Editor’s note: Just before Runner Runner began, I asked Lee Jones to put some thought into how he might go about being the Runner. His first reaction was very thinly-veiled disappointment that he was not about to disappear into the American ether as the Runner. His second reaction was the glee of a man suddenly transported back in time to a television show that still fascinates him today. If you’ve never seen The Man from U.N.C.L.E., here’s a bit of fan fiction from Lee’s keyboard that also happens to be a pretty solid bit of advice for the Runner on Day 1. Also note: portions of Lee’s piece below have been redacted by our internal security team as they contained sensitive information that might have jeopardized the Runner. –BW
Good afternoon, please have a seat. My name is Illya Kuryakin. For many years, I was an agent at the United Network Command for Law and Enforcement, better known as “U.N.C.L.E.” During that time, I was engaged in international espionage – “spying,” if you will – to support and defend democracies around the world. After I retired from that, I became a doctor, and ultimately a medical examiner for the U.S. Navy. Recently, though, I was asked to give you some training for your upcoming assignment. The combination of interesting work and excellent compensation was more than I could pass up.
First, I am told that you know nothing of what you are expected to do. So I will lay out your assignment. Please take detailed notes and ask any questions you might have.
When you leave this room, you will be handed a PokerStars Platinum Pass.
Beginning today, you must play at least one hour of poker in a legal American poker room every two days for the next 18 days.
Each time you depart a poker room
During these 18 days, you must produce a video of yourself playing in every poker room in which you play a hand.
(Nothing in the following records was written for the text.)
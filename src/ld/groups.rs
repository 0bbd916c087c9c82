// Group flattening
//
//  Copyright (C) 2024 wixrs contributors.
//
//  This file is part of wixrs.
//
//  This program is free software: you can redistribute it and/or modify
//  it under the terms of the GNU General Public License as published by
//  the Free Software Foundation, either version 3 of the License, or
//  (at your option) any later version.
//
//  This program is distributed in the hope that it will be useful,
//  but WITHOUT ANY WARRANTY; without even the implied warranty of
//  MERCHANTABILITY or FITNESS FOR A PARTICULAR PURPOSE.  See the
//  GNU General Public License for more details.
//
//  You should have received a copy of the GNU General Public License
//  along with this program.  If not, see <http://www.gnu.org/licenses/>.

//! Expansion of group membership into feature/component rows.
//!
//! The compiler records membership of a component in a feature or
//!   component group as a `WixGroup` row,
//!     and membership of a component group in a feature the same way.
//! Once all sections are merged,
//!   these rows form a graph from which every component reachable from a
//!   feature yields one `FeatureComponents` row.
//!
//! Groups may not contain themselves,
//!   directly or transitively.

use super::LinkError;
use crate::diagnose::StageSink;
use crate::ir::{Identifier, Section, Symbol};
use crate::schema::{tables, SchemaRegistry};
use crate::span::Span;
use fxhash::{FxHashMap, FxHashSet};
use petgraph::graph::{DiGraph, NodeIndex};
use petgraph::visit::Dfs;

type GroupKey = (String, String);

struct GroupGraph {
    graph: DiGraph<GroupKey, ()>,
    nodes: FxHashMap<GroupKey, NodeIndex>,

    /// Span of the first row naming each node as a child,
    ///   or as a parent if it is never a child.
    spans: FxHashMap<NodeIndex, Option<Span>>,
}

impl GroupGraph {
    fn from_section(section: &Section) -> Self {
        let mut gg = Self {
            graph: DiGraph::new(),
            nodes: FxHashMap::default(),
            spans: FxHashMap::default(),
        };

        let rows = section
            .symbols()
            .iter()
            .filter(|sym| sym.table() == tables::GROUP);

        for row in rows {
            let text = |name| {
                row.field_named(name)
                    .and_then(|value| value.as_str())
                    .unwrap_or_default()
                    .to_string()
            };

            let parent = gg.node((text("ParentType"), text("ParentId")));
            let child = gg.node((text("ChildType"), text("ChildId")));

            gg.spans.entry(parent).or_insert_with(|| row.span().cloned());
            gg.spans.insert(child, row.span().cloned());
            gg.graph.update_edge(parent, child, ());
        }

        gg
    }

    fn node(&mut self, key: GroupKey) -> NodeIndex {
        match self.nodes.get(&key) {
            Some(index) => *index,
            None => {
                let index = self.graph.add_node(key.clone());
                self.nodes.insert(key, index);
                index
            }
        }
    }

    fn describe(&self, index: NodeIndex) -> String {
        let (ty, id) = &self.graph[index];
        format!("{ty}:{id}")
    }

    /// Report every group that contains itself.
    ///
    /// Returns whether any such loop was found.
    fn check_cycles(&self, sink: &mut StageSink) -> bool {
        let mut found = false;

        for scc in petgraph::algo::tarjan_scc(&self.graph) {
            if scc.len() == 1 && !self.graph.contains_edge(scc[0], scc[0]) {
                continue;
            }

            // Components are emitted in reverse topological order.
            let mut cycle = scc
                .iter()
                .rev()
                .map(|index| self.describe(*index))
                .collect::<Vec<_>>();
            cycle.push(cycle[0].clone());

            sink.emit(&LinkError::ReferenceLoop {
                span: self.spans.get(&scc[0]).cloned().flatten(),
                cycle,
            });

            found = true;
        }

        found
    }
}

/// Add a `FeatureComponents` row for each component reachable from each
///   feature through group membership.
pub fn flatten_groups(
    section: &mut Section,
    registry: &SchemaRegistry,
    sink: &mut StageSink,
) {
    let gg = GroupGraph::from_section(section);

    if gg.graph.node_count() == 0 || gg.check_cycles(sink) {
        return;
    }

    let def = registry
        .get(tables::FEATURE_COMPONENTS)
        .expect("internal error: missing core FeatureComponents definition")
        .clone();

    let mut existing = section
        .symbols()
        .iter()
        .filter(|sym| sym.table() == tables::FEATURE_COMPONENTS)
        .map(|sym| sym.id_str().to_string())
        .collect::<FxHashSet<_>>();

    let mut rows = Vec::new();

    for feature in gg.graph.node_indices() {
        let (ty, feature_id) = &gg.graph[feature];

        if ty != tables::FEATURE {
            continue;
        }

        let mut dfs = Dfs::new(&gg.graph, feature);

        while let Some(index) = dfs.next(&gg.graph) {
            let (ty, component_id) = &gg.graph[index];

            if ty != tables::COMPONENT {
                continue;
            }

            let id = format!("{feature_id}/{component_id}");

            if !existing.insert(id.clone()) {
                continue;
            }

            let span = gg.spans.get(&index).cloned().flatten();
            let mut row = Symbol::new(def.clone(), Identifier::private(id), span);
            row.set_named("Feature_", feature_id.as_str());
            row.set_named("Component_", component_id.as_str());

            rows.push(row);
        }
    }

    tracing::debug!(rows = rows.len(), "flattened feature groups");

    section.extend_symbols(rows);
}

#[cfg(test)]
mod test {
    use super::*;
    use crate::diagnose::{MessageCode, Messaging};
    use crate::ir::SectionType;

    fn member(
        registry: &SchemaRegistry,
        section: &mut Section,
        parent: (&str, &str),
        child: (&str, &str),
    ) {
        let id = format!("{}/{}/{}/{}", parent.0, parent.1, child.0, child.1);
        let mut row = Symbol::new(
            registry.get(tables::GROUP).unwrap().clone(),
            Identifier::private(id),
            Some(Span::new("groups.wxs", 1)),
        );
        row.set_named("ParentType", parent.0);
        row.set_named("ParentId", parent.1);
        row.set_named("ChildType", child.0);
        row.set_named("ChildId", child.1);
        section.push_symbol(row);
    }

    fn feature_components(section: &Section) -> Vec<&str> {
        section
            .symbols()
            .iter()
            .filter(|sym| sym.table() == tables::FEATURE_COMPONENTS)
            .map(|sym| sym.id_str())
            .collect()
    }

    #[test]
    fn components_reached_through_nested_groups() {
        let registry = SchemaRegistry::with_core();
        let messaging = Messaging::default();
        let mut sink = StageSink::new(&messaging, "link");
        let mut section = Section::new(SectionType::Product, None);

        use tables::{COMPONENT as C, COMPONENT_GROUP as G, FEATURE as F};

        member(&registry, &mut section, (F, "Main"), (C, "Direct"));
        member(&registry, &mut section, (F, "Main"), (G, "Outer"));
        member(&registry, &mut section, (G, "Outer"), (G, "Inner"));
        member(&registry, &mut section, (G, "Inner"), (C, "Deep"));
        member(&registry, &mut section, (G, "Unused"), (C, "Orphan"));

        flatten_groups(&mut section, &registry, &mut sink);

        let mut found = feature_components(&section);
        found.sort();

        assert_eq!(0, sink.errors());
        assert_eq!(vec!["Main/Deep", "Main/Direct"], found);
    }

    #[test]
    fn group_loops_are_reported() {
        let registry = SchemaRegistry::with_core();
        let messaging = Messaging::default();
        let mut sink = StageSink::new(&messaging, "link");
        let mut section = Section::new(SectionType::Product, None);

        use tables::{COMPONENT_GROUP as G, FEATURE as F};

        member(&registry, &mut section, (F, "Main"), (G, "A"));
        member(&registry, &mut section, (G, "A"), (G, "B"));
        member(&registry, &mut section, (G, "B"), (G, "A"));

        flatten_groups(&mut section, &registry, &mut sink);

        assert_eq!(1, sink.errors());
        assert_eq!(Some(MessageCode(86)), messaging.last_error_code());
        assert!(feature_components(&section).is_empty());

        let text = messaging.messages()[0].text().to_string();
        assert!(text.contains("WixComponentGroup:A"), "{text}");
        assert!(text.contains("WixComponentGroup:B"), "{text}");
    }

    #[test]
    fn self_containing_group() {
        let registry = SchemaRegistry::with_core();
        let messaging = Messaging::default();
        let mut sink = StageSink::new(&messaging, "link");
        let mut section = Section::new(SectionType::Product, None);

        use tables::COMPONENT_GROUP as G;

        member(&registry, &mut section, (G, "A"), (G, "A"));

        flatten_groups(&mut section, &registry, &mut sink);

        assert_eq!(Some(MessageCode(86)), messaging.last_error_code());
    }
}
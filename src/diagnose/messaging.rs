// Shared diagnostic sink
//
//  Copyright (C) 2024 wixrs contributors.
//
//  This file is part of wixrs.
//
//  This program is free software: you can redistribute it and/or modify
//  it under the terms of the GNU General Public License as published by
//  the Free Software Foundation, either version 3 of the License, or
//  (at your option) any later version.
//
//  This program is distributed in the hope that it will be useful,
//  but WITHOUT ANY WARRANTY; without even the implied warranty of
//  MERCHANTABILITY or FITNESS FOR A PARTICULAR PURPOSE.  See the
//  GNU General Public License for more details.
//
//  You should have received a copy of the GNU General Public License
//  along with this program.  If not, see <http://www.gnu.org/licenses/>.

//! Shared, append-only sink for diagnostic messages.
//!
//! A single [`Messaging`] is constructed per build and passed by
//!   reference to every stage.
//! It may be written to concurrently
//!   (e.g. by parallel compilation of many source files);
//!     each [`Message`] is appended atomically.

use super::{Aborted, AnnotatedSpan, Diagnostic, Level, MessageCode};
use crate::span::Span;
use fxhash::FxHashSet;
use parking_lot::Mutex;
use std::sync::atomic::{AtomicBool, Ordering};
use thiserror::Error;

/// A rendered-agnostic diagnostic event.
#[derive(Debug, Clone, PartialEq, Eq)]
pub struct Message {
    level: Level,
    code: MessageCode,
    text: String,
    annotations: Vec<AnnotatedSpan>,
}

impl Message {
    pub fn new<S: Into<String>>(
        level: Level,
        code: MessageCode,
        text: S,
        annotations: Vec<AnnotatedSpan>,
    ) -> Self {
        Self {
            level,
            code,
            text: text.into(),
            annotations,
        }
    }

    pub fn from_diagnostic<D: Diagnostic>(diagnostic: &D) -> Self {
        Self::new(
            diagnostic.level(),
            diagnostic.code(),
            diagnostic.to_string(),
            diagnostic.describe(),
        )
    }

    pub fn level(&self) -> Level {
        self.level
    }

    pub fn code(&self) -> MessageCode {
        self.code
    }

    pub fn text(&self) -> &str {
        &self.text
    }

    pub fn annotations(&self) -> &[AnnotatedSpan] {
        &self.annotations
    }

    /// The primary location of this message,
    ///   if any.
    pub fn span(&self) -> Option<&Span> {
        self.annotations.iter().find_map(AnnotatedSpan::span)
    }
}

/// User configuration of warning handling.
///
/// Errors can never be suppressed;
///   only warnings are affected by this configuration.
#[derive(Debug, Clone, Default)]
pub struct MessagingConfig {
    suppress_all_warnings: bool,
    warnings_as_errors: bool,
    suppressed: FxHashSet<MessageCode>,
    escalated: FxHashSet<MessageCode>,
}

impl MessagingConfig {
    pub fn set_suppress_all_warnings(&mut self, value: bool) {
        self.suppress_all_warnings = value;
    }

    pub fn set_warnings_as_errors(&mut self, value: bool) {
        self.warnings_as_errors = value;
    }

    /// Suppress the warning identified by `id`.
    ///
    /// `id` is a positive number,
    ///   optionally prefixed with `WIX`.
    pub fn suppress_warning(
        &mut self,
        id: &str,
    ) -> Result<(), MessagingConfigError> {
        self.suppressed.insert(Self::parse_code(id)?);
        Ok(())
    }

    /// Treat the warning identified by `id` as an error.
    pub fn escalate_warning(
        &mut self,
        id: &str,
    ) -> Result<(), MessagingConfigError> {
        self.escalated.insert(Self::parse_code(id)?);
        Ok(())
    }

    fn parse_code(id: &str) -> Result<MessageCode, MessagingConfigError> {
        let trimmed = id.trim();
        let digits = match trimmed.get(..3) {
            Some(prefix) if prefix.eq_ignore_ascii_case("wix") => {
                &trimmed[3..]
            }
            _ => trimmed,
        };

        match digits.parse::<u32>() {
            Ok(n) if n > 0 => Ok(MessageCode(n)),
            _ => Err(MessagingConfigError::InvalidWarningId(id.into())),
        }
    }

    /// Level at which a message of the given original level and code is
    ///   recorded,
    ///     or [`None`] if it is suppressed.
    fn effective_level(&self, level: Level, code: MessageCode) -> Option<Level> {
        match level {
            Level::Warning
                if self.suppress_all_warnings
                    || self.suppressed.contains(&code) =>
            {
                None
            }
            Level::Warning
                if self.warnings_as_errors || self.escalated.contains(&code) =>
            {
                Some(Level::Error)
            }
            _ => Some(level),
        }
    }
}

/// Invalid warning handling configuration.
#[derive(Debug, Clone, PartialEq, Eq, Error)]
pub enum MessagingConfigError {
    #[error(
        "invalid warning id `{0}`; \
           expected a positive number optionally prefixed with `WIX`"
    )]
    InvalidWarningId(String),
}

impl Diagnostic for MessagingConfigError {
    fn code(&self) -> MessageCode {
        MessageCode(1)
    }

    fn describe(&self) -> Vec<AnnotatedSpan> {
        Vec::new()
    }
}

#[derive(Debug, Default)]
struct State {
    messages: Vec<Message>,
    errors: usize,
    warnings: usize,
    last_error: Option<MessageCode>,
}

/// Process-wide diagnostic sink for a single build.
#[derive(Debug, Default)]
pub struct Messaging {
    config: MessagingConfig,
    state: Mutex<State>,
    encountered_error: AtomicBool,
}

impl Messaging {
    pub fn new(config: MessagingConfig) -> Self {
        Self {
            config,
            ..Default::default()
        }
    }

    /// Record a diagnostic.
    ///
    /// Returns the level at which the diagnostic was recorded,
    ///   or [`None`] if it was suppressed by configuration.
    pub fn emit<D: Diagnostic>(&self, diagnostic: &D) -> Option<Level> {
        self.write(Message::from_diagnostic(diagnostic))
    }

    /// Record a message,
    ///   applying warning configuration.
    pub fn write(&self, mut message: Message) -> Option<Level> {
        let level = self.config.effective_level(message.level, message.code)?;
        message.level = level;

        tracing::trace!(code = %message.code, %level, "{}", message.text);

        let mut state = self.state.lock();

        if level.is_error() {
            state.errors += 1;
            state.last_error = Some(message.code);
            self.encountered_error.store(true, Ordering::SeqCst);
        } else if level == Level::Warning {
            state.warnings += 1;
        }

        state.messages.push(message);

        Some(level)
    }

    /// Whether any error has been recorded since this sink was created.
    pub fn encountered_error(&self) -> bool {
        self.encountered_error.load(Ordering::SeqCst)
    }

    pub fn error_count(&self) -> usize {
        self.state.lock().errors
    }

    pub fn warning_count(&self) -> usize {
        self.state.lock().warnings
    }

    /// Code of the most recently recorded error.
    pub fn last_error_code(&self) -> Option<MessageCode> {
        self.state.lock().last_error
    }

    /// Snapshot of all messages recorded so far,
    ///   in the order in which they were recorded.
    pub fn messages(&self) -> Vec<Message> {
        self.state.lock().messages.clone()
    }

    /// Remove and return all messages recorded so far.
    ///
    /// Counters and the error flag are unaffected.
    pub fn take_messages(&self) -> Vec<Message> {
        std::mem::take(&mut self.state.lock().messages)
    }
}

/// Records the errors that a single stage contributes to a shared
///   [`Messaging`].
///
/// The shared error flag cannot be used to decide whether a unit of work
///   failed when other units are being processed concurrently,
///     so each unit counts its own errors.
pub struct StageSink<'m> {
    messaging: &'m Messaging,
    stage: &'static str,
    errors: usize,
}

impl<'m> StageSink<'m> {
    pub fn new(messaging: &'m Messaging, stage: &'static str) -> Self {
        Self {
            messaging,
            stage,
            errors: 0,
        }
    }

    pub fn emit<D: Diagnostic>(&mut self, diagnostic: &D) {
        self.write(Message::from_diagnostic(diagnostic))
    }

    pub fn write(&mut self, message: Message) {
        if let Some(level) = self.messaging.write(message) {
            if level.is_error() {
                self.errors += 1;
            }
        }
    }

    /// Number of errors recorded through this sink.
    pub fn errors(&self) -> usize {
        self.errors
    }

    pub fn has_errors(&self) -> bool {
        self.errors > 0
    }

    pub fn messaging(&self) -> &'m Messaging {
        self.messaging
    }

    /// Produce `value` if no errors were recorded,
    ///   otherwise [`Aborted`].
    pub fn finish<T>(&self, value: T) -> Result<T, Aborted> {
        match self.errors {
            0 => Ok(value),
            errors => Err(Aborted {
                stage: self.stage,
                errors,
            }),
        }
    }

    /// Halt the stage after a fatal error has been recorded.
    pub fn abort(&self) -> Aborted {
        Aborted {
            stage: self.stage,
            errors: self.errors.max(1),
        }
    }
}

#[cfg(test)]
mod test {
    use super::*;
    use crate::diagnose::Annotate;

    #[derive(Debug, Error)]
    #[error("stub {0:?}")]
    struct StubDiagnostic(Level, u32);

    impl Diagnostic for StubDiagnostic {
        fn code(&self) -> MessageCode {
            MessageCode(self.1)
        }

        fn level(&self) -> Level {
            self.0
        }

        fn describe(&self) -> Vec<AnnotatedSpan> {
            Span::new("stub.wxs", self.1).mark_error().into()
        }
    }

    #[test]
    fn records_errors_and_last_code() {
        let sut = Messaging::default();

        assert!(!sut.encountered_error());

        sut.emit(&StubDiagnostic(Level::Error, 10));
        sut.emit(&StubDiagnostic(Level::Warning, 11));
        sut.emit(&StubDiagnostic(Level::Error, 12));

        assert!(sut.encountered_error());
        assert_eq!(2, sut.error_count());
        assert_eq!(1, sut.warning_count());
        assert_eq!(Some(MessageCode(12)), sut.last_error_code());
        assert_eq!(3, sut.messages().len());
        assert_eq!(
            Some(&Span::new("stub.wxs", 10)),
            sut.messages()[0].span()
        );
    }

    #[test]
    fn warnings_never_set_error_flag() {
        let sut = Messaging::default();
        sut.emit(&StubDiagnostic(Level::Warning, 5));

        assert!(!sut.encountered_error());
        assert_eq!(None, sut.last_error_code());
    }

    #[test]
    fn suppressed_warning_is_dropped() {
        let mut config = MessagingConfig::default();
        config.suppress_warning("WIX0005").unwrap();

        let sut = Messaging::new(config);

        assert_eq!(None, sut.emit(&StubDiagnostic(Level::Warning, 5)));
        assert_eq!(
            Some(Level::Warning),
            sut.emit(&StubDiagnostic(Level::Warning, 6))
        );
        assert_eq!(1, sut.messages().len());
    }

    #[test]
    fn errors_cannot_be_suppressed() {
        let mut config = MessagingConfig::default();
        config.set_suppress_all_warnings(true);
        config.suppress_warning("7").unwrap();

        let sut = Messaging::new(config);

        assert_eq!(
            Some(Level::Error),
            sut.emit(&StubDiagnostic(Level::Error, 7))
        );
        assert!(sut.encountered_error());
    }

    #[test]
    fn escalated_warning_becomes_error() {
        let mut config = MessagingConfig::default();
        config.escalate_warning("wix42").unwrap();

        let sut = Messaging::new(config);

        assert_eq!(
            Some(Level::Error),
            sut.emit(&StubDiagnostic(Level::Warning, 42))
        );
        assert!(sut.encountered_error());
        assert_eq!(Some(MessageCode(42)), sut.last_error_code());
    }

    #[test]
    fn all_warnings_as_errors() {
        let mut config = MessagingConfig::default();
        config.set_warnings_as_errors(true);

        let sut = Messaging::new(config);
        sut.emit(&StubDiagnostic(Level::Warning, 3));

        assert_eq!(1, sut.error_count());
    }

    #[test]
    fn invalid_warning_ids_are_rejected() {
        let mut config = MessagingConfig::default();

        for id in ["", "WIX", "abc", "0", "-4", "WIXWIX1"] {
            assert_eq!(
                Err(MessagingConfigError::InvalidWarningId(id.into())),
                config.suppress_warning(id),
                "{id}",
            );
        }
    }

    #[test]
    fn stage_sink_counts_only_its_own_errors() {
        let sut = Messaging::default();
        sut.emit(&StubDiagnostic(Level::Error, 1));

        let mut stage = StageSink::new(&sut, "test");
        assert!(!stage.has_errors());
        assert_eq!(Ok(1), stage.finish(1));

        stage.emit(&StubDiagnostic(Level::Warning, 2));
        assert!(!stage.has_errors());

        stage.emit(&StubDiagnostic(Level::Error, 3));
        assert_eq!(1, stage.errors());
        assert_eq!(2, sut.error_count());
        assert_eq!(
            Err(Aborted {
                stage: "test",
                errors: 1
            }),
            stage.finish(())
        );
    }

    #[test]
    fn concurrent_writes_are_not_lost() {
        let sut = Messaging::default();

        std::thread::scope(|s| {
            for t in 0..4 {
                let sut = &sut;
                s.spawn(move || {
                    for i in 0..100 {
                        sut.emit(&StubDiagnostic(Level::Error, t * 1000 + i));
                    }
                });
            }
        });

        assert_eq!(400, sut.error_count());
        assert_eq!(400, sut.messages().len());
    }
}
On travel days, you must produce a video of yourself in front of a place of business. All of these videos will be published on public Internet channels. If you make it to the end of the 18-day period without anyone “capturing” you, you keep the Platinum Pass and play poker for millions of dollars in the Bahamas. If you are “captured” during that 18-day period, you will get no compensation.
You have a modest travel budget that allows for car rental and flights. You will also be given cash to support the requirements of your assignment.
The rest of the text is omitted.